▶ Task
Out of the records below, copy all lines in which the word "expect" occurs.

-*-*-

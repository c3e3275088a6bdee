use std::io::BufWriter;
use std::path::PathBuf;
use std::process::Command;

use callscope::domain::{MethodId, RecordingError, ThreadId, View};
use callscope::profiling::{Event, MethodInfo, MethodType, ProfilingSessionStatus};
use callscope::recording::{load_snapshot, replay_file, MethodEntry, RecordingHeader, RecordingWriter};

fn fixture(name: &str) -> PathBuf {
    PathBuf::from(env!("CARGO_MANIFEST_DIR")).join("tests/fixtures").join(name)
}

fn callscope(args: &[&str]) -> std::process::Output {
    Command::new(env!("CARGO_BIN_EXE_callscope"))
        .args(args)
        .output()
        .expect("Failed to run callscope")
}

#[test]
fn test_replay_instrumented_fixture() {
    let outcome = replay_file(fixture("instrumented.jsonl")).expect("Failed to replay");
    assert_eq!(outcome.stats.frames, 1);
    assert_eq!(outcome.stats.decode_failures, 0);
    assert_eq!(outcome.stats.events, 18);
    assert_eq!(outcome.stats.kind_counts.get("method_entry"), Some(&7));
    assert_eq!(outcome.stats.integrity_violations, 0);

    let snapshot = &outcome.snapshot;
    assert_eq!(snapshot.begin_time(), 0);
    assert_eq!(snapshot.thread_by_name("worker"), Some(ThreadId(2)));
    let flat = snapshot.flat_profile(None, View::Method);
    let query = flat.row_by_name("app.Db.query(I)V").unwrap();
    assert_eq!(query.n_calls, 2);
    assert_eq!(query.total_time[0], 90);

    let names: Vec<&str> = outcome.thread_times.iter().map(|t| t.name.as_str()).collect();
    assert!(names.contains(&"main") && names.contains(&"worker"));
}

#[test]
fn test_replay_sampled_fixture() {
    let outcome = replay_file(fixture("sampled.jsonl")).expect("Failed to replay");
    assert_eq!(outcome.stats.dumps, 4);
    let snapshot = &outcome.snapshot;
    assert_eq!(snapshot.n_threads(), 2);
    assert!(snapshot.thread_by_name("Reference Handler").is_none());
    let flat = snapshot.flat_profile(snapshot.thread_by_name("main"), View::Method);
    assert_eq!(flat.row_by_name("app.Main.compute()").unwrap().n_calls, 1);
    assert_eq!(flat.row_by_name("app.Main.render()").unwrap().n_calls, 1);
}

#[test]
fn test_written_recording_replays() {
    let file = tempfile::NamedTempFile::new().unwrap();
    let header = RecordingHeader::Instrumented {
        session: ProfilingSessionStatus {
            timer_counts_in_second: [1_000_000, 1_000_000],
            ..ProfilingSessionStatus::default()
        },
        methods: vec![MethodEntry {
            id: MethodId(9),
            info: MethodInfo::new("app/Job", "execute", "()V"),
        }],
        marks: Vec::new(),
        config: Default::default(),
    };
    let mut writer = RecordingWriter::new(BufWriter::new(file.reopen().unwrap()), &header).unwrap();
    for (i, kind) in [MethodType::Root; 3].into_iter().enumerate() {
        let start = i64::try_from(i).unwrap() * 100;
        writer
            .write_event(&Event::MethodEntry {
                method: MethodId(9),
                thread: ThreadId(0),
                kind,
                ts0: start,
                ts1: 0,
                params: Vec::new(),
            })
            .unwrap();
        writer
            .write_event(&Event::MethodExit {
                method: MethodId(9),
                thread: ThreadId(0),
                kind,
                ts0: start + 40,
                ts1: 0,
            })
            .unwrap();
    }
    assert_eq!(writer.lines(), 7);
    writer.finish().unwrap();

    let snapshot = load_snapshot(file.path()).unwrap();
    let flat = snapshot.flat_profile(None, View::Method);
    let job = flat.row_by_name("app.Job.execute()V").unwrap();
    assert_eq!(job.n_calls, 3);
    assert_eq!(job.total_time[0], 120);
}

#[test]
fn test_missing_file_is_io_error() {
    let err = replay_file(fixture("does-not-exist.jsonl")).unwrap_err();
    assert!(matches!(err, RecordingError::Io(_)));
}

#[test]
fn test_cli_replay_prints_flat_profile() {
    let output = callscope(&["replay", fixture("instrumented.jsonl").to_str().unwrap(), "--quiet"]);
    assert!(output.status.success(), "{}", String::from_utf8_lossy(&output.stderr));
    let stdout = String::from_utf8_lossy(&output.stdout);
    assert!(stdout.lines().next().unwrap().starts_with("method"));
    assert!(stdout.contains("app.Db.query(I)V"));
}

#[test]
fn test_cli_replay_class_tree() {
    let output = callscope(&[
        "replay",
        fixture("instrumented.jsonl").to_str().unwrap(),
        "--view",
        "class",
        "--tree",
        "--thread",
        "main",
    ]);
    assert!(output.status.success(), "{}", String::from_utf8_lossy(&output.stderr));
    let stdout = String::from_utf8_lossy(&output.stdout);
    assert!(stdout.contains("app.Svc"));
    assert!(!stdout.contains("handle"));
}

#[test]
fn test_cli_unknown_thread_is_usage_error() {
    let output = callscope(&["replay", fixture("sampled.jsonl").to_str().unwrap(), "--thread", "nope"]);
    assert_eq!(output.status.code(), Some(2));
    assert!(String::from_utf8_lossy(&output.stderr).contains("Unknown thread 'nope'"));
}

#[test]
fn test_cli_diff_exports_csv() {
    let dir = tempfile::tempdir().unwrap();
    let out = dir.path().join("diff.csv");
    let recording = fixture("instrumented.jsonl");
    let output = callscope(&[
        "diff",
        recording.to_str().unwrap(),
        recording.to_str().unwrap(),
        "--export",
        out.to_str().unwrap(),
        "--csv",
    ]);
    assert!(output.status.success(), "{}", String::from_utf8_lossy(&output.stderr));
    let csv = std::fs::read_to_string(&out).unwrap();
    let mut lines = csv.lines();
    assert!(lines.next().unwrap().starts_with("name,id,calls_a,calls_b"));
    assert!(lines.all(|l| l.ends_with(",0,0")));
}

#[test]
fn test_cli_reverse_lists_callers() {
    let output = callscope(&[
        "reverse",
        fixture("instrumented.jsonl").to_str().unwrap(),
        "--method",
        "app.Db.query(I)V",
    ]);
    assert!(output.status.success(), "{}", String::from_utf8_lossy(&output.stderr));
    let stdout = String::from_utf8_lossy(&output.stdout);
    assert!(stdout.contains("app.Svc.handle()V"));
    assert!(stdout.contains("app.Main.main()V"));
}

#[test]
fn test_cli_export_tree_json() {
    let dir = tempfile::tempdir().unwrap();
    let out = dir.path().join("tree.json");
    let output = callscope(&[
        "replay",
        fixture("sampled.jsonl").to_str().unwrap(),
        "--tree",
        "--export",
        out.to_str().unwrap(),
    ]);
    assert!(output.status.success(), "{}", String::from_utf8_lossy(&output.stderr));
    let json: serde_json::Value = serde_json::from_str(&std::fs::read_to_string(&out).unwrap()).unwrap();
    assert_eq!(json["view"], "method");
    assert_eq!(json["root"]["children"].as_array().unwrap().len(), 2);
}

-*-*-

▶ Answer
        .expect("Failed to run callscope")
    let outcome = replay_file(fixture("instrumented.jsonl")).expect("Failed to replay");
    let outcome = replay_file(fixture("sampled.jsonl")).expect("Failed to replay");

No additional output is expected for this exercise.